WHAT IS BEING ASKED
A single number is the expected answer: the count of lines in the listing that hold the word "rather".

SOURCE RECORDS
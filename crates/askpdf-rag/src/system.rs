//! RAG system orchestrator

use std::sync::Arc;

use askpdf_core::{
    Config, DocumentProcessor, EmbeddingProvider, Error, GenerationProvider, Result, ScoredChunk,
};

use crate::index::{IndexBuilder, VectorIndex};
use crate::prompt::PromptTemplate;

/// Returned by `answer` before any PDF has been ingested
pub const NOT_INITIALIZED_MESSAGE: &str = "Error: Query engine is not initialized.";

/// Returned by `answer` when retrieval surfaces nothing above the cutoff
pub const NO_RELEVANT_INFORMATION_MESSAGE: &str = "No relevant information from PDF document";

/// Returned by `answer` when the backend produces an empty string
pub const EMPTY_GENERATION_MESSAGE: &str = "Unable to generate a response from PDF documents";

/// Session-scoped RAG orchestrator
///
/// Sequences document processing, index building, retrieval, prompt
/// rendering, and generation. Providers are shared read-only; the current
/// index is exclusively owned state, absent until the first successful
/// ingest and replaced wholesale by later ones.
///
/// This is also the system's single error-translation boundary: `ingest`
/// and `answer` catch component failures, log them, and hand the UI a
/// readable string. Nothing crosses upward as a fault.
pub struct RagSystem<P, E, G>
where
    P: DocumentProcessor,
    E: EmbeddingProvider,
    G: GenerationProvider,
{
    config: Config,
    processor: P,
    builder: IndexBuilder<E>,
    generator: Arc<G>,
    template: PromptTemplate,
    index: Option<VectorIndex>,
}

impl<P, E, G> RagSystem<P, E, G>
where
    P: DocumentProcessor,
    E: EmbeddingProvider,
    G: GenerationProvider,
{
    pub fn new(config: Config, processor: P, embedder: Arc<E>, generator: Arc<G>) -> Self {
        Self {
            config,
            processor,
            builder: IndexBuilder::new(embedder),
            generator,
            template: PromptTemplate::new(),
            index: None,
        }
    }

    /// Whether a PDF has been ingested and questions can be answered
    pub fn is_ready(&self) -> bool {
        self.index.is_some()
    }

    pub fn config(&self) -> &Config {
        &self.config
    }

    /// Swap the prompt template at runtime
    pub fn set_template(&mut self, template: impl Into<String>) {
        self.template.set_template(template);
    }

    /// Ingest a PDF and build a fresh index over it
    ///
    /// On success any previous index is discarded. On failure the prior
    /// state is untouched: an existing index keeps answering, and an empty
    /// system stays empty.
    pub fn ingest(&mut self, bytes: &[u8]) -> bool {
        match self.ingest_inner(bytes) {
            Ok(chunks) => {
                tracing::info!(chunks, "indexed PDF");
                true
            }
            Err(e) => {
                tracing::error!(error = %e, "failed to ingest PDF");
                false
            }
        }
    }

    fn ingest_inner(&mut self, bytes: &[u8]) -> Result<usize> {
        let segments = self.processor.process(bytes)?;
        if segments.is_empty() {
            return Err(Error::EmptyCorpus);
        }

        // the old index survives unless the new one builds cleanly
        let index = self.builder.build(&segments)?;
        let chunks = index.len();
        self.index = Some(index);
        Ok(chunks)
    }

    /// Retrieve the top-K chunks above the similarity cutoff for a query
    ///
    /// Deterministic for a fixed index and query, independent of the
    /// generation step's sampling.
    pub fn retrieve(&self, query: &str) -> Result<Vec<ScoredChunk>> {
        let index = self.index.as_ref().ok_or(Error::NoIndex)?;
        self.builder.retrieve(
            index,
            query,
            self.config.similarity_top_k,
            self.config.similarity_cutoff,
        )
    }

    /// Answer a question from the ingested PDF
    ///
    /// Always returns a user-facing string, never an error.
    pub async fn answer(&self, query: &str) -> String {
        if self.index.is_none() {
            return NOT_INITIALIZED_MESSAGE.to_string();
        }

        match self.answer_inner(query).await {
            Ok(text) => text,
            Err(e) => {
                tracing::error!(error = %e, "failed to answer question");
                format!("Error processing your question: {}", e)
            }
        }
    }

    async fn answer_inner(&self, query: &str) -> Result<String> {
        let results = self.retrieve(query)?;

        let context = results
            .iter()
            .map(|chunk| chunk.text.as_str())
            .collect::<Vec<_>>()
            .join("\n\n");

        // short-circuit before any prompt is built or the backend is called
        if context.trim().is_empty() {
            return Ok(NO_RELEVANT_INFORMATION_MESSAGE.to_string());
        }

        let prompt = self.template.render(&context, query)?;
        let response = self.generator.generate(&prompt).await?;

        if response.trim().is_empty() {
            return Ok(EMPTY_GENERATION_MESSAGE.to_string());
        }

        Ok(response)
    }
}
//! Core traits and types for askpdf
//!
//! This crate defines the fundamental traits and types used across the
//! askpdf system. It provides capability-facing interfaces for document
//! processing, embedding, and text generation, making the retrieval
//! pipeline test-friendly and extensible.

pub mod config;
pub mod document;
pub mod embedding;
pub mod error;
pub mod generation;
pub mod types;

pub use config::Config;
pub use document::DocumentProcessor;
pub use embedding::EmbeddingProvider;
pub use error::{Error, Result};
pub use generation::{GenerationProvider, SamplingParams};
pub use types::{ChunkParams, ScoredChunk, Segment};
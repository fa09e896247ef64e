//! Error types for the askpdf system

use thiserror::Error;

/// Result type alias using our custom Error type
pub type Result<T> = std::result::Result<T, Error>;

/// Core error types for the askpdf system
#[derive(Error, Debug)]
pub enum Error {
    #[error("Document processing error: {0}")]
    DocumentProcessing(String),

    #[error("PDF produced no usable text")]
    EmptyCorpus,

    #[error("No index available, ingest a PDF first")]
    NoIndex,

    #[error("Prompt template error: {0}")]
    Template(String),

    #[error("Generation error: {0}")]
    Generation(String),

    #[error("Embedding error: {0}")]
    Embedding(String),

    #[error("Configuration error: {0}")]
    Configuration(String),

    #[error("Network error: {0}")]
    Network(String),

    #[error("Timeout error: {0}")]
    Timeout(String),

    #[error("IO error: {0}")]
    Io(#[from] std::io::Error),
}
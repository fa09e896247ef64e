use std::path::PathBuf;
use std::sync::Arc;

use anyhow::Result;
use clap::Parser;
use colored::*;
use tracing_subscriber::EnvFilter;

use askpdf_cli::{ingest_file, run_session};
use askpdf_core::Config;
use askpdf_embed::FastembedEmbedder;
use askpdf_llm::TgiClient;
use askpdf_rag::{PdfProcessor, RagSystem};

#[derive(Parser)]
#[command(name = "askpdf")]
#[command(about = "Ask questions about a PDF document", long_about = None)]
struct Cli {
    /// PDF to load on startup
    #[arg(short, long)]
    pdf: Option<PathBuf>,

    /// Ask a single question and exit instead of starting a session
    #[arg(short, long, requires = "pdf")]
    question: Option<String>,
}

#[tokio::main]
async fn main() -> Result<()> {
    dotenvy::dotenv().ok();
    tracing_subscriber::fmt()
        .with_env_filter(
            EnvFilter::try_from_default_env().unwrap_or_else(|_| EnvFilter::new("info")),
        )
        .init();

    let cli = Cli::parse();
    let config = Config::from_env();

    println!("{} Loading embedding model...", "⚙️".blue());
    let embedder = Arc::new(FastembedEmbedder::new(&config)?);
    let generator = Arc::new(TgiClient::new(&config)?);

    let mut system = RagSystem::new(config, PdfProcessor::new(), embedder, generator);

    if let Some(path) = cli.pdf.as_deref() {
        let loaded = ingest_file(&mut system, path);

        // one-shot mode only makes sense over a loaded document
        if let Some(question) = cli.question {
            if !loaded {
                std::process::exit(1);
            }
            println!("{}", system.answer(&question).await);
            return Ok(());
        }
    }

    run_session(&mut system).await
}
...
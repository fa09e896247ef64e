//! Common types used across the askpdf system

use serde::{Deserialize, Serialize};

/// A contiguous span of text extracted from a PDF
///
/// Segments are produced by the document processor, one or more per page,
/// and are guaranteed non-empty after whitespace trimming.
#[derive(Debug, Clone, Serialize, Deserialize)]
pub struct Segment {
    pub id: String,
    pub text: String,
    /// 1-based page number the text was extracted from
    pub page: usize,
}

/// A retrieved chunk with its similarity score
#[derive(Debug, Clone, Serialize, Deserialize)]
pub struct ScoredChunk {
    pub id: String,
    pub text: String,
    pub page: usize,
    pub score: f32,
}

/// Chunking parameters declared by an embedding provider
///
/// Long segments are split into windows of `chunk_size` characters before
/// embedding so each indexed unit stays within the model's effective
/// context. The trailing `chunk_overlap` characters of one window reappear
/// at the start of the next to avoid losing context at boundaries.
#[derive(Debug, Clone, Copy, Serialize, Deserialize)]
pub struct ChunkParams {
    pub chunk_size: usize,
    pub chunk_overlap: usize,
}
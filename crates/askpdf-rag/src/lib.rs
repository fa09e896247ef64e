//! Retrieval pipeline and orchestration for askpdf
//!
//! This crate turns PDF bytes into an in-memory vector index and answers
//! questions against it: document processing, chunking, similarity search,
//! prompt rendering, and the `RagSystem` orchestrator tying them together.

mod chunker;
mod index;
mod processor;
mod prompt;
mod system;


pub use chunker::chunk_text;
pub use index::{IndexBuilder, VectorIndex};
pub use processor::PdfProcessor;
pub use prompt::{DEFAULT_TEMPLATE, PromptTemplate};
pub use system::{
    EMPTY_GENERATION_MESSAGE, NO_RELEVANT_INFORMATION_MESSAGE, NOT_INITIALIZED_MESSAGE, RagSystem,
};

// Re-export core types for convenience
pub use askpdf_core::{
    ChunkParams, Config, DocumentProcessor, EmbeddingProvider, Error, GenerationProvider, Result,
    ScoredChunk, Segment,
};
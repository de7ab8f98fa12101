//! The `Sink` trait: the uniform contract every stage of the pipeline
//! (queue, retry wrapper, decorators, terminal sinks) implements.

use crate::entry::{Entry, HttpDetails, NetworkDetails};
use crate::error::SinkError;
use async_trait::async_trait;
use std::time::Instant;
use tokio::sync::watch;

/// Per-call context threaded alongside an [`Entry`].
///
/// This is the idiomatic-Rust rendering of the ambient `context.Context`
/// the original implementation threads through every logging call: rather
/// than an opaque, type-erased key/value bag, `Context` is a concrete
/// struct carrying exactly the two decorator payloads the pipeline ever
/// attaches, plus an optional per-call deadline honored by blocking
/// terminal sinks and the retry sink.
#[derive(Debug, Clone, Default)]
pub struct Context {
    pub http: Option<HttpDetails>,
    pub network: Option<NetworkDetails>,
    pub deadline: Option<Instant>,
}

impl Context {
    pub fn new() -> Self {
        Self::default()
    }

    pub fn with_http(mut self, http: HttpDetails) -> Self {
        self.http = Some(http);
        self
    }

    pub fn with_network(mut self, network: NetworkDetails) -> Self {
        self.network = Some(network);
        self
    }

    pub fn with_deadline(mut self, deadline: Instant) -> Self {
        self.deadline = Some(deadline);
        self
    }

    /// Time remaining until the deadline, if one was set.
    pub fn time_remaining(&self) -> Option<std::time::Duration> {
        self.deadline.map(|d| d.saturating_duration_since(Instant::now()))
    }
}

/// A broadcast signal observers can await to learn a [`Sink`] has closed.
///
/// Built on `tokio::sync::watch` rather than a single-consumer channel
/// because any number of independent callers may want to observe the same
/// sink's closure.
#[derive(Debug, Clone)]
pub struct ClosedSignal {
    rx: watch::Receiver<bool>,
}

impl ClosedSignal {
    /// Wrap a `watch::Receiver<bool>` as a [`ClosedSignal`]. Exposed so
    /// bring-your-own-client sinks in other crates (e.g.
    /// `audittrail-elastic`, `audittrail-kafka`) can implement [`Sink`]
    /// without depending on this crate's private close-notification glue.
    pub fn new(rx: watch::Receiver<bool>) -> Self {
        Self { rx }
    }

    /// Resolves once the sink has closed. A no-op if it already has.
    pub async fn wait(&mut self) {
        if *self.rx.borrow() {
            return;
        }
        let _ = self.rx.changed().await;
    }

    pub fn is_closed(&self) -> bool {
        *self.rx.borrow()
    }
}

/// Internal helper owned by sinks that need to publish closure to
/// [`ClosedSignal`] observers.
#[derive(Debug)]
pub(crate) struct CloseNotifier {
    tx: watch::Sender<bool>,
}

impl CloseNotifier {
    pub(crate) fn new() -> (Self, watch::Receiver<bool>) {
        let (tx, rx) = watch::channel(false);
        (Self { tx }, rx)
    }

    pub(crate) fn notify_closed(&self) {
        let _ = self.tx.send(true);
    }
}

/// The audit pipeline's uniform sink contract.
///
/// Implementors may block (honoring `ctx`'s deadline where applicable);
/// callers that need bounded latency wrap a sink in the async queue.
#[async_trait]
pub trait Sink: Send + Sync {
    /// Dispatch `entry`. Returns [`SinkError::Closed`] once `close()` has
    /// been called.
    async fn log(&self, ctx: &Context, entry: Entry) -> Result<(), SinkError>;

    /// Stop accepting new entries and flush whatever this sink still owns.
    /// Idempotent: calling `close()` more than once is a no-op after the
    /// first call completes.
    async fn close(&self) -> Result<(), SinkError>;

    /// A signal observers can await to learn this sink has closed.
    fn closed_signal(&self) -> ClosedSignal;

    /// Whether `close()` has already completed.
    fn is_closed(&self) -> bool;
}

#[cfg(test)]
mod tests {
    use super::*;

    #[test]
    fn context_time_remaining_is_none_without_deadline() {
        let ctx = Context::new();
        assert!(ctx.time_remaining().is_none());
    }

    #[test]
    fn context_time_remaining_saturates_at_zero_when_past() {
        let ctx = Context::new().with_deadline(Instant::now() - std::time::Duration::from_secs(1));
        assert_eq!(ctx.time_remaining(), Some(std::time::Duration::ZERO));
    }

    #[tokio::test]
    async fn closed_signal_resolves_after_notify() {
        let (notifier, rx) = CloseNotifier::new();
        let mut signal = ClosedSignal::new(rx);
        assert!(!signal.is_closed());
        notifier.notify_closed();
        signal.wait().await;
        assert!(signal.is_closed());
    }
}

ANSWER FOR THE TASK
2